▸ Task instructions
Gather each line in the entries that includes the string "usize".
┌─ Material for the task
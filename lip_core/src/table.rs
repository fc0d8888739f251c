//! # 替换表解析器
//!
//! 替换表是以 `|` 分隔的 UTF-8 文本，每行五个字段：
//! 语音编号、原文本偏移量、文本、原指令偏移量、口型指令。

use std::fs::File;
use std::io::Read;
use std::path::Path;

use csv::{ReaderBuilder, StringRecord};

use crate::error::{LipError, Result};
use crate::model::{Row, find_invalid_command};

const FIELD_COUNT: usize = 5;

/// 解析替换表的全部行。空行会被跳过。
pub fn read_rows<R: Read>(reader: R) -> Result<Vec<Row>> {
    let mut csv_reader = ReaderBuilder::new()
        .delimiter(b'|')
        .has_headers(false)
        .flexible(true)
        .from_reader(reader);

    let mut rows = Vec::new();
    for record in csv_reader.records() {
        let record = record.map_err(convert_csv_error)?;
        let line = record
            .position()
            .map_or(rows.len() + 1, |pos| pos.line() as usize);
        rows.push(parse_record(&record, line)?);
    }
    Ok(rows)
}

/// 读取并解析替换表文件。
pub fn read_rows_from_path(path: &Path) -> Result<Vec<Row>> {
    let rows = read_rows(File::open(path)?)?;
    tracing::debug!("[Table] 从 {} 读取了 {} 行。", path.display(), rows.len());
    Ok(rows)
}

fn parse_record(record: &StringRecord, line: usize) -> Result<Row> {
    if record.len() != FIELD_COUNT {
        return Err(LipError::malformed_row(
            line,
            format!("应有 {FIELD_COUNT} 个字段，实际为 {} 个", record.len()),
        ));
    }

    let voice_index = record[0].trim().parse::<u32>().map_err(|e| {
        LipError::malformed_row(line, format!("语音编号 {:?} 无效: {e}", &record[0]))
    })?;

    let commands = &record[4];
    if let Some(bad) = find_invalid_command(commands) {
        return Err(LipError::malformed_row(
            line,
            format!("口型指令中含有无效字符 {bad:?}"),
        ));
    }

    Ok(Row {
        line,
        voice_index,
        text_offset_hint: record[1].to_string(),
        text: record[2].to_string(),
        command_offset_hint: record[3].to_string(),
        commands: commands.to_string(),
    })
}

fn convert_csv_error(err: csv::Error) -> LipError {
    if let csv::ErrorKind::Utf8 { pos, .. } = err.kind() {
        let line = pos.as_ref().map_or(0, |pos| pos.line() as usize);
        return LipError::malformed_row(line, "不是有效的 UTF-8 文本");
    }
    LipError::Table(err)
}

#[cfg(test)]
mod tests {
    use super::*;

    #[test]
    fn test_parse_rows() {
        let content = "0|0x10|Hello|0x16|1231231237\n12|0x20|こんにちは|0x2C|12341234\n";
        let rows = read_rows(content.as_bytes()).unwrap();

        assert_eq!(rows.len(), 2);
        assert_eq!(
            rows[0],
            Row {
                line: 1,
                voice_index: 0,
                text_offset_hint: "0x10".into(),
                text: "Hello".into(),
                command_offset_hint: "0x16".into(),
                commands: "1231231237".into(),
            }
        );
        assert_eq!(rows[1].line, 2);
        assert_eq!(rows[1].voice_index, 12);
        assert_eq!(rows[1].text, "こんにちは");
        assert_eq!(rows[1].text_char_count(), 5);
    }

    #[test]
    fn test_blank_lines_are_skipped_and_quotes_honoured() {
        let content = "1|a|\"Hi | there\"|b|12\n\n2|a|Yo|b|34\n";
        let rows = read_rows(content.as_bytes()).unwrap();
        assert_eq!(rows.len(), 2);
        assert_eq!(rows[0].text, "Hi | there");
        assert_eq!(rows[1].line, 3);
    }

    #[test]
    fn test_wrong_field_count_reports_line() {
        let content = "1|a|Hi|b|12\n2|a|Yo|b\n";
        let err = read_rows(content.as_bytes()).unwrap_err();
        assert!(matches!(err, LipError::MalformedRow { row: 2, .. }), "{err}");
    }

    #[test]
    fn test_bad_voice_index() {
        let err = read_rows("x|a|Hi|b|12\n".as_bytes()).unwrap_err();
        assert!(matches!(err, LipError::MalformedRow { row: 1, .. }));
        let err = read_rows("-1|a|Hi|b|12\n".as_bytes()).unwrap_err();
        assert!(matches!(err, LipError::MalformedRow { row: 1, .. }));
    }

    #[test]
    fn test_bad_command_digit() {
        let err = read_rows("1|a|Hi|b|1280\n".as_bytes()).unwrap_err();
        assert!(matches!(err, LipError::MalformedRow { row: 1, .. }));
    }

    #[test]
    fn test_invalid_utf8_is_malformed() {
        let bytes: &[u8] = b"1|a|\xFF\xFE|b|12\n";
        let err = read_rows(bytes).unwrap_err();
        assert!(matches!(err, LipError::MalformedRow { .. }), "{err}");
    }
}
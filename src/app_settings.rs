use lip_core::RebuildOptions;
use serde::{Deserialize, Serialize};
use std::fs;
use std::path::{Path, PathBuf};

use crate::cli::Cli;
use crate::error::{AppError, AppResult};

#[derive(Debug, Clone, PartialEq, Eq, Serialize, Deserialize)]
#[serde(default)]
pub struct LogSettings {
    /// 控制台日志级别，可被 `RUST_LOG` 覆盖。
    pub console_log_level: String,
    /// 设置后同时写入该文件。
    pub log_file: Option<PathBuf>,
}

impl Default for LogSettings {
    fn default() -> Self {
        Self {
            console_log_level: "info".to_string(),
            log_file: None,
        }
    }
}

#[derive(Debug, Clone, PartialEq, Eq, Serialize, Deserialize)]
#[serde(default)]
pub struct AppSettings {
    pub root: PathBuf,
    pub translate_dir: PathBuf,
    pub source_dir: PathBuf,
    pub output_dir: PathBuf,
    pub rebuild: RebuildOptions,
    pub char_table: Option<PathBuf>,
    pub jobs: usize,
    pub log_settings: LogSettings,
}

impl Default for AppSettings {
    fn default() -> Self {
        Self {
            root: PathBuf::from("."),
            translate_dir: PathBuf::from("translate"),
            source_dir: PathBuf::from("source"),
            output_dir: PathBuf::from("output"),
            rebuild: RebuildOptions::default(),
            char_table: None,
            jobs: 1,
            log_settings: LogSettings::default(),
        }
    }
}

impl AppSettings {
    /// 读取配置文件；未指定时使用默认配置。
    ///
    /// 此时日志尚未初始化，错误直接返回给调用方。
    pub fn load(path: Option<&Path>) -> AppResult<Self> {
        let Some(path) = path else {
            return Ok(Self::default());
        };

        let content = fs::read_to_string(path).map_err(|e| {
            AppError::Settings(format!("读取配置文件 {} 失败: {e}", path.display()))
        })?;
        let settings = toml::from_str(&content)?;
        Ok(settings)
    }

    /// 用命令行参数覆盖配置文件中的值。
    pub fn apply_cli(&mut self, cli: &Cli) {
        if let Some(root) = &cli.root {
            self.root.clone_from(root);
        }
        if let Some(dir) = &cli.translate {
            self.translate_dir.clone_from(dir);
        }
        if let Some(dir) = &cli.source {
            self.source_dir.clone_from(dir);
        }
        if let Some(dir) = &cli.output {
            self.output_dir.clone_from(dir);
        }
        if let Some(delay) = cli.delay {
            self.rebuild.delay = delay;
        }
        if let Some(filler) = cli.filler {
            self.rebuild.filler = filler;
        }
        if let Some(table) = &cli.char_table {
            self.char_table = Some(table.clone());
        }
        if let Some(jobs) = cli.jobs {
            self.jobs = jobs;
        }
        if let Some(file) = &cli.log_file {
            self.log_settings.log_file = Some(file.clone());
        }
    }

    /// 相对路径以 `root` 为基准。
    pub fn resolve(&self, path: &Path) -> PathBuf {
        if path.is_absolute() {
            path.to_path_buf()
        } else {
            self.root.join(path)
        }
    }

    pub fn translate_path(&self) -> PathBuf {
        self.resolve(&self.translate_dir)
    }

    pub fn source_path(&self) -> PathBuf {
        self.resolve(&self.source_dir)
    }

    pub fn output_path(&self) -> PathBuf {
        self.resolve(&self.output_dir)
    }
}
└─
▸ Solution
const FIELD_COUNT: usize = 5;
            .map_or(rows.len() + 1, |pos| pos.line() as usize);
fn parse_record(record: &StringRecord, line: usize) -> Result<Row> {
        let line = pos.as_ref().map_or(0, |pos| pos.line() as usize);
    pub jobs: usize,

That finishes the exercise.